--- WORK ORDER ---
How many of the lines below include "BTreeMap"? Give the number and no other words.
** DATA SUPPLIED follows **
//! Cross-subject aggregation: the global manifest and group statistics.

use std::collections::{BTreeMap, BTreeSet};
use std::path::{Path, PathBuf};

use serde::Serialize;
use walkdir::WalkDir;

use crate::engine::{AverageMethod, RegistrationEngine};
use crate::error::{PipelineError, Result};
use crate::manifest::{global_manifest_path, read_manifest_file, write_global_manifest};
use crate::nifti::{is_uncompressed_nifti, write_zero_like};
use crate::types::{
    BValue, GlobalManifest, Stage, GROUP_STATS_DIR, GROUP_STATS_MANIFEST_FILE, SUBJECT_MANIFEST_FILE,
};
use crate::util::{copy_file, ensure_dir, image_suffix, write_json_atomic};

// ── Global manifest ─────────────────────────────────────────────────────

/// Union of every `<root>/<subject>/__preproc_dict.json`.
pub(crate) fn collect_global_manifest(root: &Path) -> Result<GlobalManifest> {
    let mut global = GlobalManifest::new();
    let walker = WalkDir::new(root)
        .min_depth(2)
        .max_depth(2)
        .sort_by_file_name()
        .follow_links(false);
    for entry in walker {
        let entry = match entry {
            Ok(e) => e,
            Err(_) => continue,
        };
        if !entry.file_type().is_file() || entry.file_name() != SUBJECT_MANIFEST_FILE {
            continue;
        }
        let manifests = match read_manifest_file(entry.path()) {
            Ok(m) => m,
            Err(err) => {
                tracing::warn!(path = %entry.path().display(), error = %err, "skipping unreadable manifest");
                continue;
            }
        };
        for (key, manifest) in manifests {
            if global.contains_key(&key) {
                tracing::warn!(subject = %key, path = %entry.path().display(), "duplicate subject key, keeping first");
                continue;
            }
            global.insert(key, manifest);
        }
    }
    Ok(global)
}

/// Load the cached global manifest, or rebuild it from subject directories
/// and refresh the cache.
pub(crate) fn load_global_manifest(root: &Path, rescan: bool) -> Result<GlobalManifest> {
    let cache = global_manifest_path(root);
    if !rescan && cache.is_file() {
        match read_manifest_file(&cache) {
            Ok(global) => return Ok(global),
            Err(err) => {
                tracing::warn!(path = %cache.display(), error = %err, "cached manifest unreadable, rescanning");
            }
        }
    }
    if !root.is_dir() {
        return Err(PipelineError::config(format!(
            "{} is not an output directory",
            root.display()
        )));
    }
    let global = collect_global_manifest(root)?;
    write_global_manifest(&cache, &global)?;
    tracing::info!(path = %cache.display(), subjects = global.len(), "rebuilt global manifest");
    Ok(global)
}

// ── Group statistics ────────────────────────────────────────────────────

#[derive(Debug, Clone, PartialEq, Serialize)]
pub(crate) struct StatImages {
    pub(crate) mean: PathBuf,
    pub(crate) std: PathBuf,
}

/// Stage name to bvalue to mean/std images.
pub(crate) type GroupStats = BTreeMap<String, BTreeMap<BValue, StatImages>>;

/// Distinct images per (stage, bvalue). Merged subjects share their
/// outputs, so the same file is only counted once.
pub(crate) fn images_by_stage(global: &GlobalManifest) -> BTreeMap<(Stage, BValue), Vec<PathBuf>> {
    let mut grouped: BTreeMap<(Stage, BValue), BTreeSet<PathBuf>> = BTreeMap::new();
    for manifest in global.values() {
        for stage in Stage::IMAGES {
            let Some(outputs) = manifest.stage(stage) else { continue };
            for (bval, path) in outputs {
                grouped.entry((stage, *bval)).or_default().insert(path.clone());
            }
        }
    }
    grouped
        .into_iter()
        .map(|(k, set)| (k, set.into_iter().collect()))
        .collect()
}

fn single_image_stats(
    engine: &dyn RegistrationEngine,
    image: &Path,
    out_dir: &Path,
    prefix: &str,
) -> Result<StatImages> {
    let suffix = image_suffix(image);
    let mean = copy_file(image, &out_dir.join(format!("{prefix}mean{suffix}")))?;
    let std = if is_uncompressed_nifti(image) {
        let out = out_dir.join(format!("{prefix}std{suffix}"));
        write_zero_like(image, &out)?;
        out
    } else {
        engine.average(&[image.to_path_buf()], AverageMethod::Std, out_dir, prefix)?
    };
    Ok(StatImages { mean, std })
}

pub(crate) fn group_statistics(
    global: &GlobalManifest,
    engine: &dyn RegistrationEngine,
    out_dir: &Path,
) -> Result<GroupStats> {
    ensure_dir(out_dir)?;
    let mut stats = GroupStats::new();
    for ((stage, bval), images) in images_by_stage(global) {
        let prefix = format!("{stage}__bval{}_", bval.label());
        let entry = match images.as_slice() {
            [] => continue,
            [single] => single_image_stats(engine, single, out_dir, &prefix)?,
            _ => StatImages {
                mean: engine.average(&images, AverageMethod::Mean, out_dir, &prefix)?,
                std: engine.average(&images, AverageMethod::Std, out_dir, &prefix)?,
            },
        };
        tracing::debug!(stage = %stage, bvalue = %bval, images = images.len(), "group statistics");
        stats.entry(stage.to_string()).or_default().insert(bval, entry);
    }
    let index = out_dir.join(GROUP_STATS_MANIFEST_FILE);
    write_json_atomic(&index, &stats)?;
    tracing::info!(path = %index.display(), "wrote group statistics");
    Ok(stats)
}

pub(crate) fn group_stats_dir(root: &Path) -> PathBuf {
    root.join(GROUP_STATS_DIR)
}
** End of DATA SUPPLIED **
** DATA SUPPLIED follows **
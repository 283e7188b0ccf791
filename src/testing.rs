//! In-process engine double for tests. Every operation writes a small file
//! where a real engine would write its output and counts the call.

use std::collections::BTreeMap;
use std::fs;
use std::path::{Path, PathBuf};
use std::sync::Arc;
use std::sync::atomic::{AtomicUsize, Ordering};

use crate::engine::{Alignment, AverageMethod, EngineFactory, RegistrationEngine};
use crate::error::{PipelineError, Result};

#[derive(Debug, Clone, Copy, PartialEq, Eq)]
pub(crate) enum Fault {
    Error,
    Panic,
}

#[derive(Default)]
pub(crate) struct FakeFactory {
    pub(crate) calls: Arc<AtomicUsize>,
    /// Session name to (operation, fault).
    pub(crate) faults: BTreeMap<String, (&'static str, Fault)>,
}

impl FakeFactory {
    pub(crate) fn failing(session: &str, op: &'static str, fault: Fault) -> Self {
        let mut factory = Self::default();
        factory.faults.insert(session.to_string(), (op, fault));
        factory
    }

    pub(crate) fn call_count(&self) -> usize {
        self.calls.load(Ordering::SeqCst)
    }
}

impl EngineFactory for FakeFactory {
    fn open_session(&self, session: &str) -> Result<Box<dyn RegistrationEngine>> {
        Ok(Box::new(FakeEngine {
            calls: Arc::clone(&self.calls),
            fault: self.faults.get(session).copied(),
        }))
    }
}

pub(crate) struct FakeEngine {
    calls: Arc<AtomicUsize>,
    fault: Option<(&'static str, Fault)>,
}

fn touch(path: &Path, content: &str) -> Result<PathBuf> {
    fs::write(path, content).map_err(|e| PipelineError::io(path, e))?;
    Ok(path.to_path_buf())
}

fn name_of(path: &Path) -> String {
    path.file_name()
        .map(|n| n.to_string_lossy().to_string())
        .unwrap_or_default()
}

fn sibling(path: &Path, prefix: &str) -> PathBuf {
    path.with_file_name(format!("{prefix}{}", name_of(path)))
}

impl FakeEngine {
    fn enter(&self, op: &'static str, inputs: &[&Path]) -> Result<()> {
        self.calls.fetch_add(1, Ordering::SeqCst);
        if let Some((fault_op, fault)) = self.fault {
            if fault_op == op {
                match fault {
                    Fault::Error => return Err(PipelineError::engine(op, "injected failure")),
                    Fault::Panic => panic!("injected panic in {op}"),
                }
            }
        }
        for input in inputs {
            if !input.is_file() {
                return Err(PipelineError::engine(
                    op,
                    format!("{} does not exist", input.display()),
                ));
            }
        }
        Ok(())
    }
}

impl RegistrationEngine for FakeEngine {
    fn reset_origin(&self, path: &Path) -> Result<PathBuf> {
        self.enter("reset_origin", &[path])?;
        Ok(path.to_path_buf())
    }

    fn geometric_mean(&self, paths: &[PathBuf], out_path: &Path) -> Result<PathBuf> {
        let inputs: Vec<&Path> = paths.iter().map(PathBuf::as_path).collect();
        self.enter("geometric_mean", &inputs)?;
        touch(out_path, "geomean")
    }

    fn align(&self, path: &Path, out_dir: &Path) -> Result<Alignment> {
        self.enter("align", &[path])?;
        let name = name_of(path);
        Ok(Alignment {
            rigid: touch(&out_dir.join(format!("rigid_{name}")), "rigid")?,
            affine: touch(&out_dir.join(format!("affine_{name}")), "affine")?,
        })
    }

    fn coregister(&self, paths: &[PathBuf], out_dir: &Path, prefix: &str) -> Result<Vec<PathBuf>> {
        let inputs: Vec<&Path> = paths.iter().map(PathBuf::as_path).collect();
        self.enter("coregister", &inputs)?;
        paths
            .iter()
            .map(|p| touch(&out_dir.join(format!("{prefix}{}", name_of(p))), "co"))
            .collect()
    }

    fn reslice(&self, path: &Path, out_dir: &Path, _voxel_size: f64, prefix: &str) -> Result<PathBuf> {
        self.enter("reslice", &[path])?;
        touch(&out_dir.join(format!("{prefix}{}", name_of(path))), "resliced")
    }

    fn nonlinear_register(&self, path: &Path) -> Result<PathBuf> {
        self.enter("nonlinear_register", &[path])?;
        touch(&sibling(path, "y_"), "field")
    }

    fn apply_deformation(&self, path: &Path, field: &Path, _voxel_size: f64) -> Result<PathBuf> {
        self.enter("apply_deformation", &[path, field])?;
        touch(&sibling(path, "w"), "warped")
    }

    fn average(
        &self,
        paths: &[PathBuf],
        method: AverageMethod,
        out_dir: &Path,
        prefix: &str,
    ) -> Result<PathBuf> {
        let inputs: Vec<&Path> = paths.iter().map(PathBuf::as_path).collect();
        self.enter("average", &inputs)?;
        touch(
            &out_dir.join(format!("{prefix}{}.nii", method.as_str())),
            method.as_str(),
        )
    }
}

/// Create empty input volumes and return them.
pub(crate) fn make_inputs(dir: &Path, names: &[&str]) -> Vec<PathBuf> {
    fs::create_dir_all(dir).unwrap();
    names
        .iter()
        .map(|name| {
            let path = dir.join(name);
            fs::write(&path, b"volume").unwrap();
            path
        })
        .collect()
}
** End of DATA SUPPLIED **
--- ANSWER SECTION ---
6